Saturday, June 19, 2021

ME FIRST

 I am severely diabetic and my doctor has been poorly playing "up the insulin" b(because I am the doctor, so I know best)!!!


I even have repeatedly told her since getting the "stomach sleeve" surgery that changes in my insulin levels aremore dangerous than ever but she does not understand the subtle nuances of this deadly disease.


From anxiety to mood swings, my natural body inclination to question everything is not just the way I am.


After becoming diabetic, this can ALSO SOMETIMES indicate I am entering a diabetic crash in the middle of a normal heated discussion.


We can all laugh at Ivan (aka Van) and jokingly say "How will we know the difference?"?


I will say you can't. As the sugar drops, I become befuddled and unreasonably argumentative. Just like anyone trying to get their point across in a noisy or chaotic place.


Sweating is also a sign of a crash. I also sweaty excessively regularly due to my physiology ("sweating disease") and being obese 311 pounds this week. Again, no way to tell without testing my blood.


Anger at attempting to test, to calm, to mis-diagnos, to blame my meds or lack of meds, just to shut me up is not the solution.


1) Get me a Cherry Coke, a Mountain Dew, or a LARGE 16 OUNCE JUICE OR SUGAR. I may not take it but don't talk, just DO THE DEW. You may save our lives ( mine and yours).


2) Get me to a car or bed and drop the A/C to 69°.


3) PLEASE BE PATIENT and if at all possible, since I am in huge medical debt already, ONLY CALL 911 "AS A LAST RESORT"!!! PLEASE???


This "sleeve" surgery is where they cut out ⅔ of your stomach (which is thought to be the part where hunger hormones are produced).


So, if my insulin in-take is any higher than now (I used to take 75 to 100 per meal before the weight loss surgery), around 4 or 5 meals a day; my doctor's ignorance about the many symptoms of diabetes that are symptoms of many other diseases (I was crushed at birth) may well end my life.


My doctor is my friend. 


She is also a know-it-all and has yet to sit down with me and my three binders of medical history. 


Humana is planning cto do so and hopefully will see the neurological damage the crushed skull during birth started.  


They will understand that the life-long spinal damage from birth added to the lower back pain from digging a ditch 13 hours straight without a break at 16 AND the two accidents with 18-wheelers (loss of memory one time, untreated whiplash the second) has made me appear as a hypochondriac instead of a very I'll, very tough, strong-will son-of-a-bitch!!!


NOTE: Artificial insulin is like marijuana, it makes you VERY hungry!!! (About 100 times normal or ten times being high on pot as a reference. I am NOT JOKING!!! 


Diet you say? Die with a capital T. One acronym, P.O.T.S., look it up!!! My doctor refused to. "Just stand up slowly.

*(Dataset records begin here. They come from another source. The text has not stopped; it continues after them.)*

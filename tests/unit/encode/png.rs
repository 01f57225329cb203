use super::*;
use crate::foundation::core::Fps;

fn temp_dir(name: &str) -> PathBuf {
    std::env::temp_dir().join(format!(
        "doc3d_{name}_{}_{}",
        std::process::id(),
        std::time::SystemTime::now()
            .duration_since(std::time::UNIX_EPOCH)
            .unwrap()
            .as_nanos()
    ))
}

fn cfg(w: u32, h: u32) -> SinkConfig {
    SinkConfig {
        width: w,
        height: h,
        fps: Fps::new(60, 1).unwrap(),
        audio: None,
    }
}

fn half_red(w: u32, h: u32) -> FrameRGBA {
    FrameRGBA {
        width: w,
        height: h,
        data: [128u8, 0, 0, 128].repeat((w * h) as usize),
        premultiplied: true,
    }
}

#[test]
fn write_png_flattens_over_background() {
    let tmp = temp_dir("write_png");
    let path = tmp.join("nested/one.png");
    write_png(&path, &half_red(2, 2), [0, 0, 255, 255]).unwrap();

    let img = image::open(&path).unwrap().to_rgba8();
    assert_eq!(img.dimensions(), (2, 2));
    assert_eq!(img.get_pixel(1, 1).0, [128, 0, 127, 255]);

    std::fs::remove_dir_all(&tmp).unwrap();
}

#[test]
fn sequence_sink_numbers_files_by_frame_index() {
    let tmp = temp_dir("png_sequence");
    let mut sink = PngSequenceSink::new(&tmp).with_prefix("doc_");
    sink.begin(cfg(4, 2)).unwrap();
    sink.push_frame(FrameIndex(7), &half_red(4, 2)).unwrap();
    sink.push_frame(FrameIndex(8), &half_red(4, 2)).unwrap();
    sink.end().unwrap();

    assert_eq!(
        sink.written(),
        &[tmp.join("doc_000007.png"), tmp.join("doc_000008.png")]
    );
    for path in sink.written() {
        assert!(path.is_file());
    }

    std::fs::remove_dir_all(&tmp).unwrap();
}

#[test]
fn sequence_sink_rejects_bad_order_and_sizes() {
    let tmp = temp_dir("png_sequence_errors");
    let mut sink = PngSequenceSink::new(&tmp);
    assert!(sink.push_frame(FrameIndex(0), &half_red(2, 2)).is_err());

    sink.begin(cfg(2, 2)).unwrap();
    sink.push_frame(FrameIndex(5), &half_red(2, 2)).unwrap();
    assert!(sink.push_frame(FrameIndex(5), &half_red(2, 2)).is_err());
    assert!(sink.push_frame(FrameIndex(6), &half_red(4, 2)).is_err());
    sink.end().unwrap();
    assert!(sink.end().is_err());

    std::fs::remove_dir_all(&tmp).unwrap();
}
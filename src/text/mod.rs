pub(crate) mod glyphs;
pub(crate) mod scroll;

Furthermore, my sister was diagnosed will Kugelberg-Welander syndrome. Boys suffer later in life. I have asked to be genetically tested but that's a negative strike on an over-worked lesbian doctor. I'd get better care (I know from observations) if I were a female patient instead of a male so-called hypochondriac!!!!!!


I can't constantly crash and can't go any higher in insulin so I will be leaving facebook and focusing on my health since my partner and caregiver is dead and I have to care for myself.


I apologize for the inconvenience but I am putting my health and welfare first.


I am still available through messenger if needed. Please do not be concerned about me if I do not respond in a timely fashion.


I have narcolepsy-like comas as well as sugar-comas (too little or too much). Due to schizo-affective disorder, they have to be careful with my ADHD medicine. I understand this. I respect this I am also very very very frustrated by the label and the lack of proper management of my health.


Physical and physiological as well as Spiritual (claiming speaking with angels or dead or aliens or Gods and Goddesses an other Pantheons of dieties Saints and such is not valid outside the confines of the loony bin unless you can convince your psychiatrist and therapist to let you roam free. It's not funny. It's sad but true!


I am well and with focusing on my health, I am and will continue to be well.


Take care, Blessed Be, Namaste, Peace Out and AMEN.